C’est le cas de l’Espagne, du Danemark, du Luxembourg et de l’Autriche. Le Portugal pourrait faire de même, ainsi que l’Irlande. L’Allemagne, de son côté, a fait savoir qu’il n’y aura pas d’approbation de sa part. Quant à la Grande-Bretagne, elle se disait, jusqu’à hier, ouverte « à l’idée de voter en faveur de la résolution si nous voyons que les Palestiniens fournissent publiquement des garanties » sur plusieurs points, notamment leur retour immédiat et sans conditions à la table des négociations sur la création d’un État palestinien.
Ce vote européen, s’il n’est pas capital (la majorité suffit), est néanmoins essentiel pour l’avenir. Cette admission de la Palestine en tant qu’observateur non membre, s’il marque une progression non négligeable par rapport à l’insupportable statu quo observé, n’est évidemment pas une fin en soi. Tout le monde le sait bien, à commencer par le gouvernement israélien. Ce dernier a tout fait pour éviter un tel vote à l’ONU. Et pourtant, ses réactions étaient faibles à la veille de l’Assemblée. Pourquoi ? Parce que Tel-Aviv a su faire admettre de la part des Européens une contrepartie de taille : une reprise des négociations sans condition et une pression accrue sur les Palestiniens pour qu’ils ne saisissent pas la Cour pénale internationale (CPI). « Sans condition », c’est-à-dire refuser la demande palestinienne d’un arrêt de la colonisation pour toute discussion de paix.
« La France essaiera de peser pour une solution de paix »
Or, c’est bien le bémol qu’a mis Laurent Fabius. Tant sur la CPI – « Si l’on veut aller vers la négociation et trouver une solution (de paix au Proche-Orient), il est évident qu’il ne faut pas utiliser tel ou tel élément qui mettrait l’ensemble » en difficulté, a-t-il dit sur France Inter – que sur la colonisation. Il admet qu’« il ne faut pas qu’il y ait de geste qui empêche cette négociation, en particulier le développement de la colonisation », mais qu’ont fait la France et l’Union européenne depuis des années pour y mettre un terme? Rien ! Même pas une menace de sanctions ou de suspension des accords d’association. Au contraire, le statut d’Israël a été rehaussé malgré le chapitre 2 des accords, relatif au respect des droits de l’homme. Dans ces conditions, avec un Netanyahou prêt à se faire réélire entouré des personnalités de droite les plus extrémistes (avec notamment des représentants des colons), on voit mal comment la position israélienne changerait sans contrainte.
Il y a quelques semaines encore, la position de la France était incertaine.
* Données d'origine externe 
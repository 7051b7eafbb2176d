#![allow(dead_code)]

use std::sync::{Arc, Mutex};

use async_trait::async_trait;

use txn_hooks::{Connection, Driver, DriverError, DriverFeatures, HookError};

/// Initialise tracing for a test binary; repeat calls are no-ops.
pub fn init_tracing() {
    let _ = tracing_subscriber::fmt()
        .with_env_filter(tracing_subscriber::EnvFilter::from_default_env())
        .try_init();
}

/// In-process driver that records every statement, so scenario tests can
/// assert on the exact transaction-control sequence a workflow produced.
pub struct RecordingDriver {
    statements: Vec<String>,
    autocommit_log: Vec<bool>,
    features: DriverFeatures,
    fail_next: Option<String>,
}

impl RecordingDriver {
    /// Postgres-like behaviour: autocommit is back as soon as COMMIT returns.
    pub fn new() -> Self {
        Self::with_features(DriverFeatures {
            autocommit_restored_immediately: true,
        })
    }

    /// Driver that restores autocommit in a separate step after COMMIT.
    pub fn deferred_autocommit() -> Self {
        Self::with_features(DriverFeatures {
            autocommit_restored_immediately: false,
        })
    }

    pub fn with_features(features: DriverFeatures) -> Self {
        Self {
            statements: Vec::new(),
            autocommit_log: Vec::new(),
            features,
            fail_next: None,
        }
    }

    /// Statements executed so far, in order.
    pub fn statements(&self) -> Vec<String> {
        self.statements.clone()
    }

    /// Autocommit toggles observed so far, in order.
    pub fn autocommit_log(&self) -> Vec<bool> {
        self.autocommit_log.clone()
    }

    /// Make the next `execute` call fail with the given message.
    pub fn fail_next(&mut self, message: impl Into<String>) {
        self.fail_next = Some(message.into());
    }
}

#[async_trait]
impl Driver for RecordingDriver {
    fn features(&self) -> DriverFeatures {
        self.features
    }

    async fn execute(&mut self, sql: &str) -> Result<(), DriverError> {
        if let Some(message) = self.fail_next.take() {
            return Err(DriverError::Statement(message));
        }
        self.statements.push(sql.to_string());
        Ok(())
    }

    async fn set_autocommit(&mut self, enabled: bool) -> Result<(), DriverError> {
        self.autocommit_log.push(enabled);
        Ok(())
    }

    async fn reset(&mut self) -> Result<(), DriverError> {
        Ok(())
    }

    async fn close(&mut self) -> Result<(), DriverError> {
        Ok(())
    }
}

/// Stand-in for a notify-on-commit workflow: each unit of work registers a
/// hook that reports its id once the surrounding transaction lands, and the
/// test asserts which notifications actually fired. Clones share the log.
#[derive(Clone)]
pub struct Tracker {
    notified: Arc<Mutex<Vec<i64>>>,
}

impl Tracker {
    pub fn new() -> Self {
        Self {
            notified: Arc::new(Mutex::new(Vec::new())),
        }
    }

    /// Register a hook on `conn` that records `id` when it runs.
    pub fn notify_on_commit<D: Driver>(
        &self,
        conn: &mut Connection<D>,
        id: i64,
    ) -> Result<(), HookError> {
        let notified = Arc::clone(&self.notified);
        conn.on_commit(move || {
            notified.lock().unwrap().push(id);
            Ok(())
        })
    }

    /// Register a hook that records `id` and then fails.
    pub fn notify_then_fail<D: Driver>(
        &self,
        conn: &mut Connection<D>,
        id: i64,
    ) -> Result<(), HookError> {
        let notified = Arc::clone(&self.notified);
        conn.on_commit(move || {
            notified.lock().unwrap().push(id);
            Err(format!("notification {} failed", id).into())
        })
    }

    /// Ids reported so far, in execution order.
    pub fn notified(&self) -> Vec<i64> {
        self.notified.lock().unwrap().clone()
    }
}
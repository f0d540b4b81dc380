//! # Node Control Routes
//!
//! Requests handed straight to the HA loop: reinitialize, reload,
//! shutdown, failsafe heartbeats and MPP events.

use std::sync::Arc;

use axum::{body::Bytes, extract::State, response::Response, routing::post, Router};
use serde_json::Value;
use tracing::{debug, info, warn};

use super::errors::{parse_json_body, text_response, ApiError};
use super::state::ApiState;

/// Build the node control router
pub fn control_routes(state: Arc<ApiState>) -> Router {
    Router::new()
        .route("/reinitialize", post(reinitialize))
        .route("/reload", post(reload))
        .route("/sigterm", post(sigterm))
        .route("/failsafe", post(failsafe_heartbeat))
        .route("/mpp", post(mpp_event))
        .route("/citus", post(mpp_event))
        .with_state(state)
}

/// POST /reinitialize
async fn reinitialize(State(state): State<Arc<ApiState>>, body: Bytes) -> Result<Response, ApiError> {
    let body = parse_json_body(&body)?;
    let Some(body) = body.as_object() else {
        return Err(ApiError::status(400, "Request body must be a JSON object"));
    };
    let force = body.get("force").and_then(Value::as_bool).unwrap_or(false);

    Ok(match state.ha.reinitialize(force) {
        None => {
            info!(force, "reinitialize started");
            text_response(200, "reinitialize started")
        }
        Some(reason) => {
            warn!(reason = %reason, "reinitialize refused");
            text_response(503, reason)
        }
    })
}

/// POST /reload
async fn reload(State(state): State<Arc<ApiState>>) -> Response {
    state.ha.reload();
    text_response(200, "reload scheduled")
}

/// POST /sigterm
async fn sigterm(State(state): State<Arc<ApiState>>) -> Response {
    info!("shutdown requested through the REST API");
    state.ha.shutdown();
    text_response(200, "shutdown scheduled")
}

/// POST /failsafe
async fn failsafe_heartbeat(
    State(state): State<Arc<ApiState>>,
    body: Bytes,
) -> Result<Response, ApiError> {
    if !state.ha.is_failsafe_mode() {
        return Ok(text_response(502, "Failsafe mode is not enabled"));
    }
    let body = parse_json_body(&body)?;
    Ok(match state.ha.update_failsafe(&body) {
        None => text_response(200, "Accepted"),
        Some(reason) => text_response(500, reason),
    })
}

/// POST /mpp, POST /citus
async fn mpp_event(State(state): State<Arc<ApiState>>, body: Bytes) -> Result<Response, ApiError> {
    let event = parse_json_body(&body)?;
    if state.ha.is_mpp_coordinator() && state.ha.is_leader() {
        state.ha.handle_mpp_event(&event);
    } else {
        debug!("mpp event ignored on a node that is not the coordinator leader");
    }
    Ok(text_response(200, "OK"))
}
//! Interface to the HA decision loop
//!
//! [`HaHandle`] is what the control API needs from the loop that promotes
//! and demotes nodes. [`StandaloneHa`] is a minimal implementation for
//! running the API on its own.

mod handle;
mod standalone;

pub use handle::{HaHandle, MemberStatus, ScheduledRestart};
pub use standalone::{run_refresh_loop, HaAction, StandaloneHa};
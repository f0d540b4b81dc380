//! Lag thresholds
//!
//! `lag=` accepts a plain byte count or a size with a binary unit suffix:
//! `10485760`, `10MB` and `10M` all mean ten mebibytes.

/// Parse a lag threshold in bytes. `None` means "no bound".
pub fn parse_lag(raw: &str) -> Option<u64> {
    let raw = raw.trim();
    let digits_end = raw
        .char_indices()
        .find(|(_, c)| !c.is_ascii_digit())
        .map(|(i, _)| i)
        .unwrap_or(raw.len());
    if digits_end == 0 {
        return None;
    }
    let amount: u64 = raw[..digits_end].parse().ok()?;
    let unit = raw[digits_end..].trim().to_ascii_uppercase();
    let unit = unit.strip_suffix('B').unwrap_or(&unit);
    let multiplier: u64 = match unit {
        "" => 1,
        "K" => 1 << 10,
        "M" => 1 << 20,
        "G" => 1 << 30,
        "T" => 1 << 40,
        _ => return None,
    };
    amount.checked_mul(multiplier)
}
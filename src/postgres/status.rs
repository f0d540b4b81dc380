//! PostgreSQL status model
//!
//! [`Role`] and [`State`] are owned by the process manager; [`StatusRow`] is
//! the result of the single diagnostic query; [`PostgresqlStatus`] combines
//! both for one request.

use std::collections::BTreeMap;
use std::fmt;
use std::str::FromStr;

use serde::{Deserialize, Serialize};

/// Role of the local PostgreSQL instance.
#[derive(Debug, Clone, Copy, PartialEq, Eq, Serialize, Deserialize)]
#[serde(rename_all = "snake_case")]
pub enum Role {
    Primary,
    Replica,
    StandbyLeader,
    Uninitialized,
}

impl Role {
    pub fn as_str(&self) -> &'static str {
        match self {
            Role::Primary => "primary",
            Role::Replica => "replica",
            Role::StandbyLeader => "standby_leader",
            Role::Uninitialized => "uninitialized",
        }
    }

    /// Primary or standby leader.
    pub fn is_leader_role(&self) -> bool {
        matches!(self, Role::Primary | Role::StandbyLeader)
    }
}

impl fmt::Display for Role {
    fn fmt(&self, f: &mut fmt::Formatter<'_>) -> fmt::Result {
        f.write_str(self.as_str())
    }
}

impl FromStr for Role {
    type Err = String;

    fn from_str(s: &str) -> Result<Self, Self::Err> {
        match s {
            "primary" => Ok(Role::Primary),
            "replica" => Ok(Role::Replica),
            "standby_leader" => Ok(Role::StandbyLeader),
            "uninitialized" => Ok(Role::Uninitialized),
            other => Err(format!("unknown role: {}", other)),
        }
    }
}

/// Lifecycle state of the local PostgreSQL process.
#[derive(Debug, Clone, Copy, PartialEq, Eq, Serialize, Deserialize)]
#[serde(rename_all = "snake_case")]
pub enum State {
    Running,
    Starting,
    Stopped,
    Restarting,
    Stopping,
    Crashed,
    Unknown,
}

impl State {
    pub fn as_str(&self) -> &'static str {
        match self {
            State::Running => "running",
            State::Starting => "starting",
            State::Stopped => "stopped",
            State::Restarting => "restarting",
            State::Stopping => "stopping",
            State::Crashed => "crashed",
            State::Unknown => "unknown",
        }
    }
}

impl fmt::Display for State {
    fn fmt(&self, f: &mut fmt::Formatter<'_>) -> fmt::Result {
        f.write_str(self.as_str())
    }
}

/// A downstream replication connection as seen from `pg_stat_replication`.
#[derive(Debug, Clone, PartialEq, Eq, Serialize, Deserialize)]
pub struct ReplicationClient {
    pub application_name: String,
    #[serde(default)]
    pub client_addr: Option<String>,
    pub state: String,
    pub sync_state: String,
    #[serde(default)]
    pub sync_priority: u32,
}

/// A parameter waiting for a restart to take effect.
#[derive(Debug, Clone, PartialEq, Eq, Serialize, Deserialize)]
pub struct ParamDiff {
    pub old_value: String,
    pub new_value: String,
}

impl ParamDiff {
    pub fn new(old_value: impl Into<String>, new_value: impl Into<String>) -> Self {
        Self {
            old_value: old_value.into(),
            new_value: new_value.into(),
        }
    }
}

/// One row of the diagnostic query.
#[derive(Debug, Clone, Default, PartialEq, Serialize, Deserialize)]
pub struct StatusRow {
    #[serde(default)]
    pub postmaster_start_time: Option<String>,
    /// Current timeline, 0 when it cannot be read (standby)
    #[serde(default)]
    pub timeline: u64,
    /// Current write position on a primary
    #[serde(default)]
    pub wal_location: Option<u64>,
    #[serde(default)]
    pub replayed_location: Option<u64>,
    #[serde(default)]
    pub replayed_timestamp: Option<String>,
    #[serde(default)]
    pub replay_paused: bool,
    #[serde(default)]
    pub received_location: Option<u64>,
    /// Latest position the upstream reported to the WAL receiver
    #[serde(default)]
    pub latest_end_lsn: Option<u64>,
    /// WAL receiver state, e.g. `streaming`
    #[serde(default)]
    pub receiver_state: Option<String>,
    #[serde(default)]
    pub replication: Vec<ReplicationClient>,
}

/// Status of the local node for one request.
#[derive(Debug, Clone, PartialEq)]
pub struct PostgresqlStatus {
    pub state: State,
    pub role: Role,
    pub server_version: u32,
    /// Diagnostic row, absent when PostgreSQL is not running
    pub row: Option<StatusRow>,
    pub pending_restart_reason: BTreeMap<String, ParamDiff>,
}

impl PostgresqlStatus {
    pub fn new(state: State, role: Role) -> Self {
        Self {
            state,
            role,
            server_version: 0,
            row: None,
            pending_restart_reason: BTreeMap::new(),
        }
    }

    pub fn with_row(mut self, row: StatusRow) -> Self {
        self.row = Some(row);
        self
    }

    pub fn is_running(&self) -> bool {
        self.state == State::Running
    }

    pub fn replayed_location(&self) -> Option<u64> {
        self.row.as_ref().and_then(|row| row.replayed_location)
    }

    pub fn received_location(&self) -> Option<u64> {
        self.row.as_ref().and_then(|row| row.received_location)
    }

    pub fn latest_end_lsn(&self) -> Option<u64> {
        self.row.as_ref().and_then(|row| row.latest_end_lsn)
    }

    /// Replication state of a standby: the receiver state, if any.
    pub fn replication_state(&self) -> Option<&str> {
        if self.role == Role::Primary {
            return None;
        }
        self.row.as_ref().and_then(|row| row.receiver_state.as_deref())
    }

    /// Position used to compare a node against the leader.
    pub fn wal_position(&self) -> Option<u64> {
        let row = self.row.as_ref()?;
        match self.role {
            Role::Primary => row.wal_location,
            _ => match (row.received_location, row.replayed_location) {
                (Some(received), Some(replayed)) => Some(received.max(replayed)),
                (received, replayed) => received.or(replayed),
            },
        }
    }

    pub fn timeline(&self) -> Option<u64> {
        self.row
            .as_ref()
            .map(|row| row.timeline)
            .filter(|timeline| *timeline > 0)
    }
}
La mobilisation de l’opinion publique et d’élus de tous bords a très certainement poussé le gouvernement à se déterminer favorablement. Preuve qu’il est possible d’influer sur la politique étrangère. « Il faudra que nous arrivions à rapprocher les points de vue, et la France, à la fois l’amie d’Israël et des Palestiniens, dira son mot et essaiera de peser pour une solution de paix », a répété Fabius. Il faut donc accompagner cette démarche dans un cadre politique et juridique qui ne peut se satisfaire de la violation perpétuelle du droit international sans sanction aucune. Faire cesser la colonisation, c’est aussi permettre le respect des résolutions internationales (194 ; 242, ; 338) pour que cet État de Palestine, dont le drapeau va orner la maison de verre à New York, existe réellement dans les frontières de 1967 avec Jérusalem-Est comme capitale.